Please retype exactly, and with nothing added, the lines of the material from the one with "pub fn dom_snapshot()" through the final one.

▬▬▬

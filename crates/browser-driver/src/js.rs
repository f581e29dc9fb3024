//! Small JS snippets injected via `Page::evaluate`.
//!
//! Candidate strings use the §4.2 dialect (`>>`-joined fragments with
//! `:has-text(...)`, or an `xpath=`-prefixed expression) which no native
//! browser API understands directly, so every query runs through this tiny
//! in-page resolver instead of `Page::find_element`. A matched element is
//! tagged with a `data-sr-ref` attribute so later calls (click, fill, ...)
//! can re-fetch the *live* node instead of holding a remote-object handle
//! that goes stale across re-renders.

const RESOLVER_PRELUDE: &str = r#"
function __srMatchesHasText(el, text) {
  return (el.textContent || '').includes(text);
}
function __srHasTextQuery(scopeEl, selector, text) {
  const base = selector ? Array.from(scopeEl.querySelectorAll(selector)) : [scopeEl];
  return base.find((el) => __srMatchesHasText(el, text)) || null;
}
function __srParseHasText(segment) {
  const m = segment.match(/^(.*):has-text\('((?:[^'\\]|\\.)*)'\)$/);
  if (!m) return null;
  return { selector: m[1], text: m[2].replace(/\\'/g, "'") };
}
function __srResolveSegment(scopeEl, segment) {
  segment = segment.trim();
  const hasText = __srParseHasText(segment);
  if (hasText) {
    return __srHasTextQuery(scopeEl, hasText.selector, hasText.text);
  }
  const textEq = segment.match(/^text='((?:[^'\\]|\\.)*)'$/);
  if (textEq) {
    const needle = textEq[1].replace(/\\'/g, "'");
    return __srHasTextQuery(scopeEl, '*', needle);
  }
  const textRe = segment.match(/^text=\/(.*)\/i$/);
  if (textRe) {
    const re = new RegExp(textRe[1], 'i');
    const all = Array.from(scopeEl.querySelectorAll('*'));
    return all.find((el) => re.test(el.textContent || '')) || null;
  }
  return scopeEl.querySelector(segment);
}
function __srResolveChain(chain) {
  const parts = chain.split(' >> ');
  let scope = document;
  let node = document.body;
  for (const part of parts) {
    node = __srResolveSegment(scope, part);
    if (!node) return null;
    scope = node;
  }
  return node;
}
function __srResolveXPath(expr) {
  const result = document.evaluate(expr, document, null, XPathResult.FIRST_ORDERED_NODE_TYPE, null);
  return result.singleNodeValue;
}
function __srResolveCandidate(candidate) {
  if (candidate.startsWith('xpath=')) {
    return __srResolveXPath(candidate.slice('xpath='.length));
  }
  return __srResolveChain(candidate);
}
function __srTagAndReturnRef(node) {
  if (!node) return null;
  let ref = node.getAttribute('data-sr-ref');
  if (!ref) {
    ref = 'sr-' + Math.random().toString(36).slice(2) + Date.now().toString(36);
    node.setAttribute('data-sr-ref', ref);
  }
  return ref;
}
function __srByRef(ref) {
  return document.querySelector('[data-sr-ref="' + ref + '"]');
}
"#;

fn string_literal(s: &str) -> String {
    serde_json::to_string(s).unwrap_or_else(|_| "\"\"".to_string())
}

/// Resolve `candidate` and return the matched element's `data-sr-ref`, or
/// `null` if nothing matched.
pub fn resolve_candidate(candidate: &str) -> String {
    format!(
        "{RESOLVER_PRELUDE}\n__srTagAndReturnRef(__srResolveCandidate({}));",
        string_literal(candidate)
    )
}

pub fn ref_exists(ref_id: &str) -> String {
    format!("{RESOLVER_PRELUDE}\n!!__srByRef({});", string_literal(ref_id))
}

pub fn click_standard(ref_id: &str) -> String {
    format!(
        "{RESOLVER_PRELUDE}\nconst el = __srByRef({}); if (el) {{ el.scrollIntoView({{block:'center'}}); el.click(); }} !!el;",
        string_literal(ref_id)
    )
}

pub fn click_scripted(ref_id: &str) -> String {
    // Same as standard but via HTMLElement.prototype.click, bypassing any
    // overridden onclick handlers that intercept synthetic events.
    format!(
        "{RESOLVER_PRELUDE}\nconst el = __srByRef({}); if (el) {{ HTMLElement.prototype.click.call(el); }} !!el;",
        string_literal(ref_id)
    )
}

pub fn click_force(ref_id: &str) -> String {
    format!(
        "{RESOLVER_PRELUDE}\nconst el = __srByRef({});\nif (el) {{\n  const r = el.getBoundingClientRect();\n  const x = r.left + r.width / 2, y = r.top + r.height / 2;\n  ['mousedown','mouseup','click'].forEach((type) => {{\n    el.dispatchEvent(new MouseEvent(type, {{bubbles: true, cancelable: true, clientX: x, clientY: y}}));\n  }});\n}}\n!!el;",
        string_literal(ref_id)
    )
}

pub fn click_synthesized_mouse_event(ref_id: &str) -> String {
    format!(
        "{RESOLVER_PRELUDE}\nconst el = __srByRef({});\nif (el) {{\n  el.dispatchEvent(new PointerEvent('pointerdown', {{bubbles: true}}));\n  el.dispatchEvent(new PointerEvent('pointerup', {{bubbles: true}}));\n  el.dispatchEvent(new MouseEvent('click', {{bubbles: true, cancelable: true}}));\n}}\n!!el;",
        string_literal(ref_id)
    )
}

pub fn is_disabled_or_readonly(ref_id: &str) -> String {
    format!(
        "{RESOLVER_PRELUDE}\nconst el = __srByRef({}); el ? (el.disabled === true || el.readOnly === true) : false;",
        string_literal(ref_id)
    )
}

pub fn clear_disabled_readonly(ref_id: &str) -> String {
    format!(
        "{RESOLVER_PRELUDE}\nconst el = __srByRef({}); if (el) {{ el.removeAttribute('disabled'); el.removeAttribute('readonly'); }} !!el;",
        string_literal(ref_id)
    )
}

pub fn fill_native(ref_id: &str, value: &str) -> String {
    format!(
        "{RESOLVER_PRELUDE}\nconst el = __srByRef({});\nif (el) {{ el.focus(); el.value = ''; el.value = {}; el.dispatchEvent(new Event('input', {{bubbles: true}})); el.dispatchEvent(new Event('change', {{bubbles: true}})); }}\n!!el;",
        string_literal(ref_id),
        string_literal(value)
    )
}

pub fn fill_keystroke(ref_id: &str, value: &str) -> String {
    // Keystroke-by-keystroke typing via `beforeinput`/`input`, simulating a
    // focus + select-all + backspace + type sequence (§4.5).
    format!(
        "{RESOLVER_PRELUDE}\nconst el = __srByRef({});\nif (el) {{\n  el.focus();\n  if (typeof el.select === 'function') {{ el.select(); }}\n  el.value = '';\n  const text = {};\n  for (const ch of text) {{\n    el.value += ch;\n    el.dispatchEvent(new InputEvent('input', {{bubbles: true, data: ch}}));\n  }}\n  el.dispatchEvent(new Event('change', {{bubbles: true}}));\n}}\n!!el;",
        string_literal(ref_id),
        string_literal(value)
    )
}

pub fn fill_scripted_dispatch(ref_id: &str, value: &str) -> String {
    format!(
        "{RESOLVER_PRELUDE}\nconst el = __srByRef({});\nif (el) {{\n  const proto = el.tagName === 'TEXTAREA' ? window.HTMLTextAreaElement.prototype : window.HTMLInputElement.prototype;\n  const setter = Object.getOwnPropertyDescriptor(proto, 'value').set;\n  setter.call(el, {});\n  el.dispatchEvent(new Event('input', {{bubbles: true}}));\n  el.dispatchEvent(new Event('change', {{bubbles: true}}));\n  el.dispatchEvent(new Event('blur', {{bubbles: true}}));\n  el.dispatchEvent(new CustomEvent('valuechange', {{bubbles: true, detail: {}}}));\n}}\n!!el;",
        string_literal(ref_id),
        string_literal(value),
        string_literal(value)
    )
}

pub fn read_value(ref_id: &str) -> String {
    format!(
        "{RESOLVER_PRELUDE}\nconst el = __srByRef({}); el ? (el.value || '') : '';",
        string_literal(ref_id)
    )
}

pub fn is_native_select(ref_id: &str) -> String {
    format!(
        "{RESOLVER_PRELUDE}\nconst el = __srByRef({}); el ? el.tagName === 'SELECT' : false;",
        string_literal(ref_id)
    )
}

pub fn select_native_value(ref_id: &str, option_text: &str) -> String {
    format!(
        "{RESOLVER_PRELUDE}\nconst el = __srByRef({});\nif (el) {{\n  const opt = Array.from(el.options).find((o) => o.textContent.trim() === {} );\n  if (opt) {{ el.value = opt.value; el.dispatchEvent(new Event('change', {{bubbles: true}})); }}\n}}\n!!el;",
        string_literal(ref_id),
        string_literal(option_text)
    )
}

pub fn is_checked(ref_id: &str) -> String {
    format!(
        "{RESOLVER_PRELUDE}\nconst el = __srByRef({}); el ? el.checked === true : false;",
        string_literal(ref_id)
    )
}

pub fn click_associated_label(ref_id: &str) -> String {
    format!(
        "{RESOLVER_PRELUDE}\nconst el = __srByRef({});\nif (el) {{\n  const label = el.id ? document.querySelector('label[for=\"' + el.id + '\"]') : el.closest('label');\n  (label || el).click();\n}}\n!!el;",
        string_literal(ref_id)
    )
}

pub fn text_present(text: &str) -> String {
    format!(
        "(function() {{ const needle = {}; return (document.body.innerText || '').includes(needle); }})();",
        string_literal(text)
    )
}

pub fn dom_snapshot() -> &'static str {
    "document.documentElement.outerHTML;"
}

pub fn page_fingerprint() -> &'static str {
    "(location.href + '#' + (document.title || '') + '#' + (document.body ? document.body.children.length : 0));"
}

#[cfg(test)]
mod tests {
    use super::*;

    #[test]
    fn string_literal_escapes_quotes() {
        assert_eq!(string_literal("a\"b"), "\"a\\\"b\"");
    }

    #[test]
    fn snippets_embed_the_candidate_as_a_json_string() {
        let js = resolve_candidate("button:has-text('Submit')");
        assert!(js.contains("has-text('Submit')"));
    }
}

▬▬▬

EXERCISE ANSWER:
pub fn dom_snapshot() -> &'static str {
    "document.documentElement.outerHTML;"
}

pub fn page_fingerprint() -> &'static str {
    "(location.href + '#' + (document.title || '') + '#' + (document.body ? document.body.children.length : 0));"
}

#[cfg(test)]
mod tests {
    use super::*;

    #[test]
    fn string_literal_escapes_quotes() {
        assert_eq!(string_literal("a\"b"), "\"a\\\"b\"");
    }

    #[test]
    fn snippets_embed_the_candidate_as_a_json_string() {
        let js = resolve_candidate("button:has-text('Submit')");
        assert!(js.contains("has-text('Submit')"));
    }
}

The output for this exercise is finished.